1640'ta Deli İbrahim sultan olduğunda, bu şarlatan da, sultanı teskin eden afyonları hatasına, mabeyn hocalığına getirildi. Yani daha otuzuna gelmeden ve medrese tahsilini bitirmede "müderris-profesör" unvanını kuşandı. Devrin şeyhülislâmı Yahya Efendi bu karar çıldırdıysa da, birisi Fatih, öbürü Molla Gürani rolüne soyunmuş bu iki "çılgın Türk"ün hakkından gelemedi. Çok değil, 2 yıl sonra "Molla" payesine de yükselecek ve mevcut vazifesine ilaveten Galata Kadılığı'na getirilecekti.
Önce rüşvet almadan bakmadığı davaları bir müddet idare etti. Öyle ya, hakimlik, insanlar arasında karar vermek, bir bakıma dünyanın en beleş işiydi. Derken bir davayı eline yüzüne bulaştırdı. Ulema, ayağa kalktı. Ve bu şarlatanı azlettirdiler. Ama o Deli İbrahim'i afyonlamaya devam etti. Çok geçmedi, Cinci ve Afyoncu Hüseyin Efendi, Anadolu Kazaskerliği gibi eskisinden daha büyük bir rütbeyle yeniden yüz gösterdi. Ulema, aklını kaçıracak gibi oldu. Fakat bu sefer sultanın gözünü nasıl boyadıysa, Deli İbrahim ona Üsküdar'da mükellef bir saray bile inşa ettirmişti.
Sıra Cinci Hüseyin Efendi'nin evlenmesine geldi. Dayandı, devrin adalet bakanı Çivizade Mehmed Efendi'nin kapısına, tehditle kızını alıp gitti. Makamına oturur oturmaz, kadıları haraca bağlayıp, vermeyenleri azledip, yerlerine rüşvetle yenilerini tayin etmeye başladı. En yüksek rüşveti veren en güzel göreve geldiği için, sarayının kapısı kadı olmak isteyen it-kopuk takımıyla dolup taşmıştı. O da kapısında sıra bekleyenlerin gönlünü hoş tutmak için, rüşvetle göreve getirdiklerini de görevden almaya ve asların yerine yeni rüşvetlerle yeni kadılar atamaya başladı.

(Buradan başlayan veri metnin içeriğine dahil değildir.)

//! Parley runtime: client configuration and tool manifest loading.
//!
//! # Overview
//!
//! - **Configuration**: endpoint URLs, model and voice settings, the initial
//!   prompt, weather icons, and the list of tools exposed to the realtime
//!   session.
//! - **ToolManifestLoader**: fetches the server's tool manifest and rebuilds
//!   the configuration's tool list from fixed capability templates.
//!
//! The configuration is passed explicitly. Only the loader can replace its
//! tool list, and it needs `&mut Configuration` to do so.
//!
//! # Example
//!
//! ```ignore
//! use runtime::{Configuration, ToolManifestLoader};
//!
//! # async fn example() -> runtime::Result<()> {
//! let mut config = Configuration::default();
//! let mut loader = ToolManifestLoader::new(&config.endpoints)?;
//!
//! if let Some(outcome) = loader.on_ready(&mut config).await {
//!     println!("{outcome:?}");
//! }
//! for name in config.tool_names() {
//!     println!("{name}");
//! }
//! # Ok(())
//! # }
//! ```

mod config;
mod error;
mod icons;
mod loader;

// Configuration
pub use config::{ConfigError, Configuration, Endpoints, InitialMessage};

// Error types
pub use error::{ManifestLoadError, Result};

// Manifest loading
pub use loader::{
    DEFAULT_TIMEOUT, LoadOutcome, LoadState, ToolManifestLoader, ToolManifestLoaderBuilder,
};

// Tool types
pub use tools::{Capability, ToolDescriptor, ToolManifest};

Bu arada, bütün bir adalet mekanizmasını zifte boyamakla kalmıyor, kendi gibi birkaçıyla kafadarlık ederek, bir gün ‘Kaptan-ı Derya’nın, bir gün sadrazamın, bir gün şeyhülislâmın ayağını kaydırmaya uğraşıyordu. Türlü iftiralarla, Kaptan-ı Derya Piyale Paşa'yı, sorgusuz sualsiz boğdurtan Cinci Hüseyin Efendi, zaman zaman aleyhindeki infialin ayyuka çıkmasıyla azledilmekle birlikte, bir müddet sonra padişahın kapısından ayrılmayarak kendini yine göreve getirtiyordu. Hakkındaki şikâyet kuyruğunun Fizan'a kadar uzanmasıyla, 1647'de tam 3 defa görevinden alındı ve görevine yeniden iade edildi. Artık hastalığı afyonla teskin edilmez olan sultana, birbirinden alımlı cariyeler sunma usulünün de mucidi olarak...
"KALDIRIN BU KÂFİRİ!"
Tarihte eşi-menendi görülmemiş, anlatılmaz bir adamdı Cinci Hüseyin Efendi. Anlaşılacağı gibi, "cinci" falan değildi. Bu lâkap onun için asıl mesleği olan şarlatanlığa giriş kapısı olarak, çıraklık devresinden hatıra almıştı. Asıl mesleğini(!) hukuk sahasında ve adalet üzerinde icra etmişti ki, bütün "paraperestler" gibi o da bir müddet muradına nail oldu.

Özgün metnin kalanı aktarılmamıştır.